:: PROVIDED INFORMATION ::

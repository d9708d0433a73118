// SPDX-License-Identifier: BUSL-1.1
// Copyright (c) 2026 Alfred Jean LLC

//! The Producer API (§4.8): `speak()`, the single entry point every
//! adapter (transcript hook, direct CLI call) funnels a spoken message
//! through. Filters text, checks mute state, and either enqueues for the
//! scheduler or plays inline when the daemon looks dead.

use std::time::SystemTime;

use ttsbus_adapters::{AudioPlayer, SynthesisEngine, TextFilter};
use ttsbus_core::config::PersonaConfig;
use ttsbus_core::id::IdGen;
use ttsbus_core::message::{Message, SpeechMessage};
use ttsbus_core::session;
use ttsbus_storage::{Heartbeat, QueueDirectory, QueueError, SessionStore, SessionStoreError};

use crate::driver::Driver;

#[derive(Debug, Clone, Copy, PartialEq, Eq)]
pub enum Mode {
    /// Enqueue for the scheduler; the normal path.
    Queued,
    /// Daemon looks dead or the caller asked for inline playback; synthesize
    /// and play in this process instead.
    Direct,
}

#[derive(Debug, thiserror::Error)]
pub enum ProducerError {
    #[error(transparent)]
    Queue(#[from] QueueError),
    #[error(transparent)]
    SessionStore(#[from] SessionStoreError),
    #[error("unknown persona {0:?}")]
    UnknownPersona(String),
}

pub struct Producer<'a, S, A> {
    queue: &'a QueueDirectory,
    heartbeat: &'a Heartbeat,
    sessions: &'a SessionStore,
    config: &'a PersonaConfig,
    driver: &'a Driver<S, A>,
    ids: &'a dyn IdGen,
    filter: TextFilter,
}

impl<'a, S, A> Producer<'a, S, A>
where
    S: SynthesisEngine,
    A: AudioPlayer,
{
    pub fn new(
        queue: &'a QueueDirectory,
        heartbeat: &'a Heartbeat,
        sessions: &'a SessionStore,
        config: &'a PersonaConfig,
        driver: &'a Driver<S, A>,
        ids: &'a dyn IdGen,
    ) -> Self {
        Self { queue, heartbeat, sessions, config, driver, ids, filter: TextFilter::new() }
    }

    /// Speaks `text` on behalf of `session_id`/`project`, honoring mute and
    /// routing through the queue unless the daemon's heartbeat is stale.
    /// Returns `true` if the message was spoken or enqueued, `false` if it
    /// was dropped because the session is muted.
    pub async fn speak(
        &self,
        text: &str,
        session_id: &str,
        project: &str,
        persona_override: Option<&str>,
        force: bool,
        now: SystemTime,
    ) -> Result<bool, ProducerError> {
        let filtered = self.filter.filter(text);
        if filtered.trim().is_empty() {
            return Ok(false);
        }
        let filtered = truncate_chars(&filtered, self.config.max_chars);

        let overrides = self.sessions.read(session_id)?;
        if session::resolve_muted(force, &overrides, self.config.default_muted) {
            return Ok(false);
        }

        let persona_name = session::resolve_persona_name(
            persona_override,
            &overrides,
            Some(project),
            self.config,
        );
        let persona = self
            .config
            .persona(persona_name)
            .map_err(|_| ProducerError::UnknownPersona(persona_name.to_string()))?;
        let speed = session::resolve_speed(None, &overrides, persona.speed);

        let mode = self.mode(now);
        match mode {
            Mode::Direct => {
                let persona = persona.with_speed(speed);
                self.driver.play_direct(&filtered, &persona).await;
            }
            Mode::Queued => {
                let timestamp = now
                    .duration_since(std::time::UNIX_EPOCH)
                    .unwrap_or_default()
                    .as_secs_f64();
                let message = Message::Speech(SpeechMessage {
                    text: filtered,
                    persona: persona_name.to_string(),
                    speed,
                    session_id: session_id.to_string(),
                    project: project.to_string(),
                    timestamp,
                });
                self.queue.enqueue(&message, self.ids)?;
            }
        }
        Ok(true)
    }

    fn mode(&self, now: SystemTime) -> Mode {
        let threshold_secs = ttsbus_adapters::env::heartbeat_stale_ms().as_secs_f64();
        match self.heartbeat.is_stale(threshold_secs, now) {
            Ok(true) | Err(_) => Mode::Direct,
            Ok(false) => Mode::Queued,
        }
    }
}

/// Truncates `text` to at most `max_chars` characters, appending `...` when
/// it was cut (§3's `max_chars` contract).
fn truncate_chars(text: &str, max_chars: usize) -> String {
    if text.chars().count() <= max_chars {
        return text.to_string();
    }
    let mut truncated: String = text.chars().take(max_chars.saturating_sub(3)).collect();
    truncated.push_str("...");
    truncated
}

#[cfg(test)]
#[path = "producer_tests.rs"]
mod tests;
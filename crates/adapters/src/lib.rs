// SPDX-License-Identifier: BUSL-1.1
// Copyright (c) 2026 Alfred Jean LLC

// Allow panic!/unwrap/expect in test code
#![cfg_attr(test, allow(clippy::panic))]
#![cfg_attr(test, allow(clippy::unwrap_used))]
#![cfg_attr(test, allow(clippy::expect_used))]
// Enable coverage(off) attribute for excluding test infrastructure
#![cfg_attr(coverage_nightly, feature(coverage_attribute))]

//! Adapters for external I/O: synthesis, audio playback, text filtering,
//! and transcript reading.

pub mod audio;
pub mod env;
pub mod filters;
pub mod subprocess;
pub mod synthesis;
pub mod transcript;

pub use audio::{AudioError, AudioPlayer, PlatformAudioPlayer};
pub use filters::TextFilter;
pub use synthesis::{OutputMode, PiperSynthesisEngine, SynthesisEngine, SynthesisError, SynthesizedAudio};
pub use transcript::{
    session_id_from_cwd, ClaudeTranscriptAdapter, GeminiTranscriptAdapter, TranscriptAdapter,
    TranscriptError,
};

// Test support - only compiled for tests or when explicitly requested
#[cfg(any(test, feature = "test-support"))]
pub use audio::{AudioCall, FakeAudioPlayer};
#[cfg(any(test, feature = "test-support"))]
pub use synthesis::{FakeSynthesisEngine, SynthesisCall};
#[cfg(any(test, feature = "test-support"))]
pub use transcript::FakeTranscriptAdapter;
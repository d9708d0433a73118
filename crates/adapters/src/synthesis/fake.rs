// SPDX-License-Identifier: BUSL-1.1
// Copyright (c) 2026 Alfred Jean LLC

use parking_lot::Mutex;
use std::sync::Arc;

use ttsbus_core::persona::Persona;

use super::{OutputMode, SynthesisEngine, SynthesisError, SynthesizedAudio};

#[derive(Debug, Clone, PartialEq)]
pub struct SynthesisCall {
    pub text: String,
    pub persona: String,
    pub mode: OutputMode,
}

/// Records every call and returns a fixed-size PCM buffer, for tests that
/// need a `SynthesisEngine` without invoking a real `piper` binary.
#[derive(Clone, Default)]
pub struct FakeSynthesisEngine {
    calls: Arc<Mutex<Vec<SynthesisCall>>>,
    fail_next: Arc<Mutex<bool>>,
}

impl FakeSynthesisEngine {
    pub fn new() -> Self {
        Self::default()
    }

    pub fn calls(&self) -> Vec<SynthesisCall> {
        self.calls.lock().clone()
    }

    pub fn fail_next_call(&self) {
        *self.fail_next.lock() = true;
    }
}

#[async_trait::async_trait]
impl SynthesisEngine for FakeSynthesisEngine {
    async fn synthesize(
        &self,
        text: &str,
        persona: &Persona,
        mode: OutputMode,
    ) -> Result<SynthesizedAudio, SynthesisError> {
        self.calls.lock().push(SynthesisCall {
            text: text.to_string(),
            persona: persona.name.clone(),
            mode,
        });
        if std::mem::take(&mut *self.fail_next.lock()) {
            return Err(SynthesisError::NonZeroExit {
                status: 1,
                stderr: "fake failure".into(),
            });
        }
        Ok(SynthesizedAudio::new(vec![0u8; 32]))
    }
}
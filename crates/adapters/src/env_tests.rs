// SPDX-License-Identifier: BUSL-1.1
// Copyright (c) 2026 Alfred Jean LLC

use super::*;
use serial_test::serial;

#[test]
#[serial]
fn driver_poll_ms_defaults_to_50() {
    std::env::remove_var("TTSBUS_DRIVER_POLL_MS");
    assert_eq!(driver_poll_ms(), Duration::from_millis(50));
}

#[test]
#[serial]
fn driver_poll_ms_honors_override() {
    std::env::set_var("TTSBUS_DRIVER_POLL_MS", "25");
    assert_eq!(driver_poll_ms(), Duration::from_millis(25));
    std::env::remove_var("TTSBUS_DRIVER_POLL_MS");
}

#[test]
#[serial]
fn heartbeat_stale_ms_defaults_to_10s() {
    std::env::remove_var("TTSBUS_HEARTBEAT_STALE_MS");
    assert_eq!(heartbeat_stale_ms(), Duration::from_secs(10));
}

:::
:: PROVIDED INFORMATION ::

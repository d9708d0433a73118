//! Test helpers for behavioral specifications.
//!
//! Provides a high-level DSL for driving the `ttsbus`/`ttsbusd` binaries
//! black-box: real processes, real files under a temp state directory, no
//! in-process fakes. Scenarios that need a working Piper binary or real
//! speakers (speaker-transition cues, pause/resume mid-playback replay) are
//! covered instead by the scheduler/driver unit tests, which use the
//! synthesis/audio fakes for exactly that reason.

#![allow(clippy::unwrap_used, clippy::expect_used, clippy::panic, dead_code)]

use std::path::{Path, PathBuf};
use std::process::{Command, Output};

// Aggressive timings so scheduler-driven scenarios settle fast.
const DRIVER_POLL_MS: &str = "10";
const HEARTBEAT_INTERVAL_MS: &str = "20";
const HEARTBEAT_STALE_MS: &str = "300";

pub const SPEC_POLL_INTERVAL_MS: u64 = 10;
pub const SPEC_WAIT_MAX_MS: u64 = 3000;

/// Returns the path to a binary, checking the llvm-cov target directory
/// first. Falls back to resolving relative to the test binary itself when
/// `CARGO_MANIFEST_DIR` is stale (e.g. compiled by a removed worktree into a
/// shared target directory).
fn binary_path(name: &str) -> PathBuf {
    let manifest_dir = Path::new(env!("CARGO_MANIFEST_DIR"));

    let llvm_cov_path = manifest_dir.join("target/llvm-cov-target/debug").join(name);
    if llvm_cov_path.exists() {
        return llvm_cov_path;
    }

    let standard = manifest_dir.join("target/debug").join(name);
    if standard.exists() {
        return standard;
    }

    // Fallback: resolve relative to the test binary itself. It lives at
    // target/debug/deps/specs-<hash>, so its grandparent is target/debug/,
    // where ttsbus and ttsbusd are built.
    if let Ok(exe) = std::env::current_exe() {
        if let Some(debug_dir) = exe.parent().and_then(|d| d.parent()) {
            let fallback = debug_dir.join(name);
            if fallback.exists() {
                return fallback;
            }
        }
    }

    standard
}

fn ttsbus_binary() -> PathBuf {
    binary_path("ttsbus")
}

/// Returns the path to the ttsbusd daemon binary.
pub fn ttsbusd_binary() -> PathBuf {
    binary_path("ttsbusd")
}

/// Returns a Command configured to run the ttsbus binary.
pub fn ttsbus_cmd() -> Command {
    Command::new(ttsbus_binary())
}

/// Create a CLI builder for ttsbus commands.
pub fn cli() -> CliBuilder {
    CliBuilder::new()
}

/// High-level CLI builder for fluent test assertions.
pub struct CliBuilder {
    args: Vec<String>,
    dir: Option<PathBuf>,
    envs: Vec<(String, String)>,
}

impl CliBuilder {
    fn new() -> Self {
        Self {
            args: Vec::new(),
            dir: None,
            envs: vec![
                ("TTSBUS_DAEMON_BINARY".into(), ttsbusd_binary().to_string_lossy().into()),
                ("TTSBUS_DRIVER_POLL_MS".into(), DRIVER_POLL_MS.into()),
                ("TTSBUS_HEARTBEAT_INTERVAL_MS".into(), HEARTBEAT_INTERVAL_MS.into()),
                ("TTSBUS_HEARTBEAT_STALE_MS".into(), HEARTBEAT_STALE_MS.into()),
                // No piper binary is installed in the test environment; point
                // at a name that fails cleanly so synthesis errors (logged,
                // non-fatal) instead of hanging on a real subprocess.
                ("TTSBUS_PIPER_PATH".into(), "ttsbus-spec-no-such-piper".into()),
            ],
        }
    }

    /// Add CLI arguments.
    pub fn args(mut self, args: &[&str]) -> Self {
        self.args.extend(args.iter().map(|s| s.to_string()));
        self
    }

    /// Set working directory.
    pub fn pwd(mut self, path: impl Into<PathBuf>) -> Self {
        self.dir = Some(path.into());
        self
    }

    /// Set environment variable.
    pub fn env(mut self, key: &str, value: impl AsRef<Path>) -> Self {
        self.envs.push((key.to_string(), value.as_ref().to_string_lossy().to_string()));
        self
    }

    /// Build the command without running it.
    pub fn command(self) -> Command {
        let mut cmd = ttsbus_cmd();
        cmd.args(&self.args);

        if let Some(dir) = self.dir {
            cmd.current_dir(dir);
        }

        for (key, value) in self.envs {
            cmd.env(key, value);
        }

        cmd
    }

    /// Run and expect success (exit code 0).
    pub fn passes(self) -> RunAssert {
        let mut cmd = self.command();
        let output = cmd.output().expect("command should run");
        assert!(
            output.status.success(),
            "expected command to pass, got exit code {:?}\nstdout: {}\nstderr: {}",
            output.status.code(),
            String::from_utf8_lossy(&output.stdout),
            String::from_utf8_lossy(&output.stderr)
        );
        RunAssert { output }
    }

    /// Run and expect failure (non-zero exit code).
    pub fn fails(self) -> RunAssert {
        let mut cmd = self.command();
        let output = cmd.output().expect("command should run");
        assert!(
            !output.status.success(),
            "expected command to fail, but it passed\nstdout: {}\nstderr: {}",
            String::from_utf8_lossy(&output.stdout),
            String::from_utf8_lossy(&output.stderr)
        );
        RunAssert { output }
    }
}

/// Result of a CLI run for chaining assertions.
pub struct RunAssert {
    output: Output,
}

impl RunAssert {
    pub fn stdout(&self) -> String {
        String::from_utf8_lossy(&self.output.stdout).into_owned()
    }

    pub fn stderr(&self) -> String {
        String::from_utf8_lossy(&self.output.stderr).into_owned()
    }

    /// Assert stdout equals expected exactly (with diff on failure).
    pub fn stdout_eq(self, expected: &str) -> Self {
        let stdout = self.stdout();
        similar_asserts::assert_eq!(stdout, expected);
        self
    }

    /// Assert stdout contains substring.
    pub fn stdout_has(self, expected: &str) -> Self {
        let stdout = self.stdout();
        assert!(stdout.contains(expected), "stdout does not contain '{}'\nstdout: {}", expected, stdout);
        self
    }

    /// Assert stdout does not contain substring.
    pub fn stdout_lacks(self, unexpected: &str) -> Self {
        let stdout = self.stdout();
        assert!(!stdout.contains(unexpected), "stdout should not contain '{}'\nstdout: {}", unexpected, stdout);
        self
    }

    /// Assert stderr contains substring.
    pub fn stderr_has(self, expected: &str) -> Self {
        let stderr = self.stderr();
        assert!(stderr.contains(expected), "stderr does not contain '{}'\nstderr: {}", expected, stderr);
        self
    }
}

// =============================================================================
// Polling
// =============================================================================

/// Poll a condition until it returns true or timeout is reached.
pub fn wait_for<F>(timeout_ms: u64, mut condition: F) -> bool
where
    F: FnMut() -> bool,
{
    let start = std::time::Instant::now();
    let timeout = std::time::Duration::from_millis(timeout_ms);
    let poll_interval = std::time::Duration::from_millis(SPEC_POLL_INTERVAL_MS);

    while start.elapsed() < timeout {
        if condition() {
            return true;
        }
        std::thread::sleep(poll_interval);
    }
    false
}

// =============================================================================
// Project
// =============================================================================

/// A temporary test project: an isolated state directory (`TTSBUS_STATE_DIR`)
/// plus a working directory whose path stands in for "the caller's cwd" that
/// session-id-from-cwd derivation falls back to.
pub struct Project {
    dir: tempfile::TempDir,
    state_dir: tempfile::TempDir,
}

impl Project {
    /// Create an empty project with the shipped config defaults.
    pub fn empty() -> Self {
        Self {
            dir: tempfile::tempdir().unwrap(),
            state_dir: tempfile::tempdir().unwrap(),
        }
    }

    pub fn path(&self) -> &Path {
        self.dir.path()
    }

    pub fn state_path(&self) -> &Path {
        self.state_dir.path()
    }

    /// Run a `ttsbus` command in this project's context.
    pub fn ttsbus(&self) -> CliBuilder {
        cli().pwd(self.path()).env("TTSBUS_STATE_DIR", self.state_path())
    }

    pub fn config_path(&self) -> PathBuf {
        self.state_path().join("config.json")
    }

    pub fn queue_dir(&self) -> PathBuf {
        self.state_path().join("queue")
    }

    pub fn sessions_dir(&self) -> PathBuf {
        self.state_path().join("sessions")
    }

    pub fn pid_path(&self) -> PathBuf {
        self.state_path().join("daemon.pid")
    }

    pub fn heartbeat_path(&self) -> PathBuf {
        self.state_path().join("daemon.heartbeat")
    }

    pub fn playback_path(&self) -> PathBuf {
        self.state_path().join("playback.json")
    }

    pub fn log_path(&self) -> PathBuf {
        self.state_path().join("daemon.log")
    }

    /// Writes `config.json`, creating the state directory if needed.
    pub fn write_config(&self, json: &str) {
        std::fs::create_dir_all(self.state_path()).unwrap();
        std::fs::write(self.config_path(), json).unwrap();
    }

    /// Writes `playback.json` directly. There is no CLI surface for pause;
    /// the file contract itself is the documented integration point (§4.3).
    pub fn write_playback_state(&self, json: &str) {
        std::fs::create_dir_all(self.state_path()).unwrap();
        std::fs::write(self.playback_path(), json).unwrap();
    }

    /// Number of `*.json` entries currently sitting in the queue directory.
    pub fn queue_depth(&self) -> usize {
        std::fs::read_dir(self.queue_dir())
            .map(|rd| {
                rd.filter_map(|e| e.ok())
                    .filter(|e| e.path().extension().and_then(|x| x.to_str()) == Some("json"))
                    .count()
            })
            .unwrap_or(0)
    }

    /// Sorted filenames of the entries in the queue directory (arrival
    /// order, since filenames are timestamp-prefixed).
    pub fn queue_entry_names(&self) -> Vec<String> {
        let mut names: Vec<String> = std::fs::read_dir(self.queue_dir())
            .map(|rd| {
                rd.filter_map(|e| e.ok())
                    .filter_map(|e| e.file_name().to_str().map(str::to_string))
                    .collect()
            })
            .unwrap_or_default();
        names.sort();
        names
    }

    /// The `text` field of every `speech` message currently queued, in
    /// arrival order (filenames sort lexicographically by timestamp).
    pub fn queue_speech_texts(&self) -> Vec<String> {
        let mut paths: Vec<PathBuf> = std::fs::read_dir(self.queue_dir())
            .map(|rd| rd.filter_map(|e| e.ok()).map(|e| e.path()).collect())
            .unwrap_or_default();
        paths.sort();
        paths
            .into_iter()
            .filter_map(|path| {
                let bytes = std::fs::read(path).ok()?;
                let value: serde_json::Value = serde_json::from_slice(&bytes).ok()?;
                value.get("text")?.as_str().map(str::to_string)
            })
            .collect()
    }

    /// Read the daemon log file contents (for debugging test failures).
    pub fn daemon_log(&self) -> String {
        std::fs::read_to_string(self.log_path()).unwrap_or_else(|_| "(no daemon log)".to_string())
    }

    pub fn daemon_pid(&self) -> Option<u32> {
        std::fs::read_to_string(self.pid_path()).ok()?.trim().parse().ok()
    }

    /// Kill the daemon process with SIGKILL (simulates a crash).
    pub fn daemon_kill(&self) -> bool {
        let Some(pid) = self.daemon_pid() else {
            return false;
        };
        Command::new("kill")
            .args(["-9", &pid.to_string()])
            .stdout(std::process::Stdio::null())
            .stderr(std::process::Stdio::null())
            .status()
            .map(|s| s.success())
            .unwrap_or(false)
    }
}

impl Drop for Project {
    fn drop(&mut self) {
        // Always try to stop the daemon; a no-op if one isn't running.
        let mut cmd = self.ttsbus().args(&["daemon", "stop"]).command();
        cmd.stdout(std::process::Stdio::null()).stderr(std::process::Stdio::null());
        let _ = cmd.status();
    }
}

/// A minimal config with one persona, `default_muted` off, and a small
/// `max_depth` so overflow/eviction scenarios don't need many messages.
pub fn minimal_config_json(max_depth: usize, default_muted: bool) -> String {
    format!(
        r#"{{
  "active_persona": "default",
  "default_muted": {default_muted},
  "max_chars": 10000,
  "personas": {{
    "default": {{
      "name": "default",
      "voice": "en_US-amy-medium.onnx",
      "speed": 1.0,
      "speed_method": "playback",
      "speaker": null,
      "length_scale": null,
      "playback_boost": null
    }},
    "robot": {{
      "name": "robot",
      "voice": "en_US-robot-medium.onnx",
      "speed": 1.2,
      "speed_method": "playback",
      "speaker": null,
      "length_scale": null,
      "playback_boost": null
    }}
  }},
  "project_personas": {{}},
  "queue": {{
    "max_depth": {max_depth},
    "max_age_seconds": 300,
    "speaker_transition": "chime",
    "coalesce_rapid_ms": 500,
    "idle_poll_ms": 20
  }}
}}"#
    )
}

:::

WORK INSTRUCTION — All lines in the data above from the one with "test environment; point" through the one with "for (key, value)" must be repeated exactly, and no others.

RESPONSE TO THE EXERCISE —
                // No piper binary is installed in the test environment; point
                // at a name that fails cleanly so synthesis errors (logged,
                // non-fatal) instead of hanging on a real subprocess.
                ("TTSBUS_PIPER_PATH".into(), "ttsbus-spec-no-such-piper".into()),
            ],
        }
    }

    /// Add CLI arguments.
    pub fn args(mut self, args: &[&str]) -> Self {
        self.args.extend(args.iter().map(|s| s.to_string()));
        self
    }

    /// Set working directory.
    pub fn pwd(mut self, path: impl Into<PathBuf>) -> Self {
        self.dir = Some(path.into());
        self
    }

    /// Set environment variable.
    pub fn env(mut self, key: &str, value: impl AsRef<Path>) -> Self {
        self.envs.push((key.to_string(), value.as_ref().to_string_lossy().to_string()));
        self
    }

    /// Build the command without running it.
    pub fn command(self) -> Command {
        let mut cmd = ttsbus_cmd();
        cmd.args(&self.args);

        if let Some(dir) = self.dir {
            cmd.current_dir(dir);
        }

        for (key, value) in self.envs {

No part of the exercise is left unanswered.